◆ **EXERCISE DESCRIPTION**
Read the records and gather each line that includes "keyword".

◆ **DATA TO USE**
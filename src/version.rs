// Copyright (c) 2025 Erick Bourgeois, firestoned
// SPDX-License-Identifier: MIT

//! CoreDNS version detection and directive selection.
//!
//! CoreDNS renamed its upstream-forwarding directive from `proxy` to
//! `forward` in release 1.4.0, so the mesh block this controller writes
//! must match the running release. The mapping lives in one ordered table
//! of version ranges; the same table defines the overall range of CoreDNS
//! releases the controller supports, which provider detection checks
//! before any configuration is attempted.

use std::fmt;
use std::sync::LazyLock;

use k8s_openapi::api::apps::v1::Deployment;
use semver::Version;

use crate::constants::COREDNS_NAME;
use crate::errors::DnsError;

/// Upstream-forwarding directive understood by a CoreDNS release.
#[derive(Debug, Clone, Copy, PartialEq, Eq)]
pub enum Directive {
    /// Legacy directive used by CoreDNS releases before 1.4.0
    Proxy,
    /// Directive used by CoreDNS 1.4.0 and later
    Forward,
}

impl Directive {
    /// Returns the directive keyword as it appears in a Corefile.
    #[must_use]
    pub fn as_str(self) -> &'static str {
        match self {
            Self::Proxy => "proxy",
            Self::Forward => "forward",
        }
    }
}

impl fmt::Display for Directive {
    fn fmt(&self, f: &mut fmt::Formatter<'_>) -> fmt::Result {
        f.write_str(self.as_str())
    }
}

/// Half-open version range `[min, max)` mapped to a directive.
struct DirectiveRange {
    min: Version,
    max: Version,
    directive: Directive,
}

/// Ordered table of supported CoreDNS releases.
///
/// A future CoreDNS syntax change is a row added here, not new control
/// flow. The overall supported range is the first row's `min` to the last
/// row's `max`.
static DIRECTIVE_TABLE: LazyLock<[DirectiveRange; 2]> = LazyLock::new(|| {
    [
        DirectiveRange {
            min: Version::new(1, 3, 0),
            max: Version::new(1, 4, 0),
            directive: Directive::Proxy,
        },
        DirectiveRange {
            min: Version::new(1, 4, 0),
            max: Version::new(1, 9, 0),
            directive: Directive::Forward,
        },
    ]
});

/// Selects the forwarding directive for a CoreDNS release.
///
/// # Arguments
///
/// * `version` - CoreDNS release version extracted from the image tag
///
/// # Returns
///
/// The directive keyword that release understands.
///
/// # Errors
///
/// Returns [`DnsError::UnsupportedVersion`] when the version falls outside
/// every supported range.
pub fn directive_for(version: &Version) -> Result<Directive, DnsError> {
    let table = &*DIRECTIVE_TABLE;

    for range in table {
        if *version >= range.min && *version < range.max {
            return Ok(range.directive);
        }
    }

    Err(DnsError::UnsupportedVersion {
        version: version.to_string(),
        reason: format!(
            "supported versions are >={}, <{}",
            table[0].min,
            table[table.len() - 1].max
        ),
    })
}

/// Extracts the CoreDNS release version from a deployment's pod template.
///
/// Scans the template for the container named `coredns` and parses the
/// tag of its image reference. A leading `v` and shortened tags such as
/// `1.7` are tolerated.
///
/// # Arguments
///
/// * `deployment` - the CoreDNS deployment fetched from the cluster
///
/// # Returns
///
/// The parsed release version.
///
/// # Errors
///
/// Returns [`DnsError::UnsupportedVersion`] when the container is absent,
/// the image has no tag, or the tag is not a semantic version.
pub fn coredns_version(deployment: &Deployment) -> Result<Version, DnsError> {
    let image = deployment
        .spec
        .as_ref()
        .and_then(|spec| spec.template.spec.as_ref())
        .and_then(|pod| pod.containers.iter().find(|c| c.name == COREDNS_NAME))
        .and_then(|container| container.image.as_deref());

    let Some(image) = image else {
        return Err(DnsError::UnsupportedVersion {
            version: "unknown".to_string(),
            reason: format!("no '{COREDNS_NAME}' container in the deployment pod template"),
        });
    };

    let Some(tag) = image_tag(image) else {
        return Err(DnsError::UnsupportedVersion {
            version: "unknown".to_string(),
            reason: format!("image '{image}' has no version tag"),
        });
    };

    parse_version_tag(tag.trim_start_matches('v')).ok_or_else(|| DnsError::UnsupportedVersion {
        version: tag.to_string(),
        reason: "tag is not a semantic version".to_string(),
    })
}

/// Returns the tag portion of an image reference, if any.
///
/// The colon introducing a registry port (`registry:5000/coredns`) is not
/// a tag separator, so the candidate tag must not contain a path segment.
fn image_tag(image: &str) -> Option<&str> {
    match image.rsplit_once(':') {
        Some((_, tag)) if !tag.contains('/') && !tag.is_empty() => Some(tag),
        _ => None,
    }
}

/// Parses an image tag as semver, completing `1` or `1.7` style tags with
/// zeroed missing components.
fn parse_version_tag(tag: &str) -> Option<Version> {
    if let Ok(version) = Version::parse(tag) {
        return Some(version);
    }

    let parts: Vec<&str> = tag.split('.').collect();
    if parts.is_empty() || parts.len() > 2 {
        return None;
    }
    if parts
        .iter()
        .any(|part| part.is_empty() || !part.bytes().all(|b| b.is_ascii_digit()))
    {
        return None;
    }

    let major = parts[0].parse().ok()?;
    let minor = parts.get(1).and_then(|part| part.parse().ok()).unwrap_or(0);

    Some(Version::new(major, minor, 0))
}

#[cfg(test)]
#[path = "version_tests.rs"]
mod version_tests;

◆ **SOLUTION**
    /// Returns the directive keyword as it appears in a Corefile.
/// The directive keyword that release understands.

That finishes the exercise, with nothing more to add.